Find all integer solutions to: $(a^2+b)(b^2+a)=(a-b)^3$

I've found some of the trivial cases, just finding difficulty proving the existence (or not existence) of others. Perhaps taking $mod5$ or something?

Answer 1

(EDITED)

$$(a^2+b)(b^2+a)-(a-b)^3 = b(a^2 b+3 a^2-3 a b+2 b^2+a)$$

The factor $b$ means $a=arbitrary, b=0$ are solutions.

The curve $a^2 b+3 a^2-3 a b+2 b^2+a=0$ has genus $0$ and rational parametrization $$ a = {\frac {-2{s}^{2}}{ \left( 2\,s+1 \right) \left( s+1 \right) }}, b = -{ \frac { \left( 4\,s+1 \right) s}{(2s+1)^2}} $$ If $s = S/T$ with $S, T$ coprime integers, we get $$ \eqalign{a &= -1 + \frac{2T}{S+T} - \frac{T}{2S+T}\cr b &= -1 + \frac{3T}{2(2S+T)} - \frac{T^2}{2(2S+T)^2} \cr}$$ If $2S+T$ is divisible by any prime, this can't be an integer. So the only possible cases are: $2S+T=\pm 1$, which leads to the integer solutions $(a,b) = (-1,-1), (0,0), (8,-10), (9,-21)$.

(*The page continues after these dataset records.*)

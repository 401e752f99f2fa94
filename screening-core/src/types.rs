use serde::{Deserialize, Serialize};

/// One name variant of a sanctioned entity, as published on the list.
///
/// Structured name fields are frequently missing; `whole_name` is always
/// present once a row has passed ingestion.
#[derive(Debug, Clone, PartialEq, Eq, Hash, Serialize, Deserialize)]
pub struct ReferenceAlias {
    pub entity_id: String,
    pub last_name: Option<String>,
    pub first_name: Option<String>,
    pub middle_name: Option<String>,
    pub whole_name: String,
}

impl ReferenceAlias {
    /// Alias carrying only a whole name
    pub fn whole(entity_id: impl Into<String>, whole_name: impl Into<String>) -> Self {
        Self {
            entity_id: entity_id.into(),
            last_name: None,
            first_name: None,
            middle_name: None,
            whole_name: whole_name.into(),
        }
    }

    pub fn with_last_name(mut self, last_name: impl Into<String>) -> Self {
        self.last_name = Some(last_name.into());
        self
    }

    pub fn with_first_name(mut self, first_name: impl Into<String>) -> Self {
        self.first_name = Some(first_name.into());
        self
    }

    pub fn with_middle_name(mut self, middle_name: impl Into<String>) -> Self {
        self.middle_name = Some(middle_name.into());
        self
    }
}

/// A person from the imported roster.
///
/// `match_count` and `matching_names` start empty and only change through
/// [`RosterEntry::apply_outcome`], which the owner of the roster calls with
/// the outcomes streamed by a screening run.
#[derive(Debug, Clone, PartialEq, Serialize, Deserialize)]
pub struct RosterEntry {
    pub given_name: String,
    pub surname: String,
    pub identifier: String,
    pub address: String,
    pub match_count: u32,
    pub matching_names: Vec<String>,
}

impl RosterEntry {
    pub fn new(
        given_name: impl Into<String>,
        surname: impl Into<String>,
        identifier: impl Into<String>,
        address: impl Into<String>,
    ) -> Self {
        Self {
            given_name: given_name.into(),
            surname: surname.into(),
            identifier: identifier.into(),
            address: address.into(),
            match_count: 0,
            matching_names: Vec::new(),
        }
    }

    /// Name as written in the roster: surname(s) first, given name last
    pub fn display_name(&self) -> String {
        format!("{} {}", self.surname, self.given_name)
            .trim()
            .to_string()
    }

    /// Merge a screening outcome produced for this entry.
    pub fn apply_outcome(&mut self, outcome: &ScreeningOutcome) {
        if outcome.matched {
            self.match_count += 1;
            self.matching_names = outcome.matching_names.clone();
        }
    }
}

/// Score of one (roster entry, alias) pair. Never retained past a run.
#[derive(Debug, Clone, Copy, PartialEq, Serialize)]
pub struct MatchDecision {
    pub surname_score: f64,
    pub name_score: f64,
    pub is_match: bool,
    /// Weighted score, used for ranking only
    pub combined: f64,
}

impl MatchDecision {
    pub const NO_MATCH: MatchDecision = MatchDecision {
        surname_score: 0.0,
        name_score: 0.0,
        is_match: false,
        combined: 0.0,
    };
}

/// Result of screening one roster entry against the whole index
#[derive(Debug, Clone, PartialEq, Serialize, Deserialize)]
pub struct ScreeningOutcome {
    /// Position of the entry in the screened roster
    pub position: usize,
    pub matched: bool,
    /// Whole names of every alias of every implicated entity, in index order
    pub matching_names: Vec<String>,
    pub entity_ids: Vec<String>,
    /// Highest combined score among matching aliases
    pub best_score: f64,
}

impl ScreeningOutcome {
    pub fn clear(position: usize) -> Self {
        Self {
            position,
            matched: false,
            matching_names: Vec::new(),
            entity_ids: Vec::new(),
            best_score: 0.0,
        }
    }
}

/// Lifecycle of a screening run
#[derive(Debug, Clone, Copy, PartialEq, Eq, Serialize, Deserialize)]
#[serde(rename_all = "SCREAMING_SNAKE_CASE")]
pub enum RunState {
    Idle,
    Running,
    Completed,
    Cancelled,
}

impl RunState {
    pub fn is_terminal(&self) -> bool {
        matches!(self, RunState::Completed | RunState::Cancelled)
    }
}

EDIT: Oops, you could also have $2S+T = \pm 2$ if $T$ is divisible by $4$. This leads to the additional solution $(9,-6)$.

Answer 2

If $b\neq 0$ we have to solve a quadratic equation for $b$

$$a+3 a^2-3 a b+a^2 b+2 b^2=0$$

Since the discriminant must be a perfect square (a necessary condition), we get

$(-8+a) a (1+a)^2$ and therefore $a(a-8)$ must be a perfect square, so

$$a(a-8)=m^2$$

for some $m$. Rewriting this gives

$$(a-4-m)(a-4+m)=16$$

There are finitely many possible values for $a$, namely

$$a=-1,0,8,9$$

and

$$(a,b)=\{(-1,-1),(0,0),(8,-10),(9,-21),(9,-6)\}$$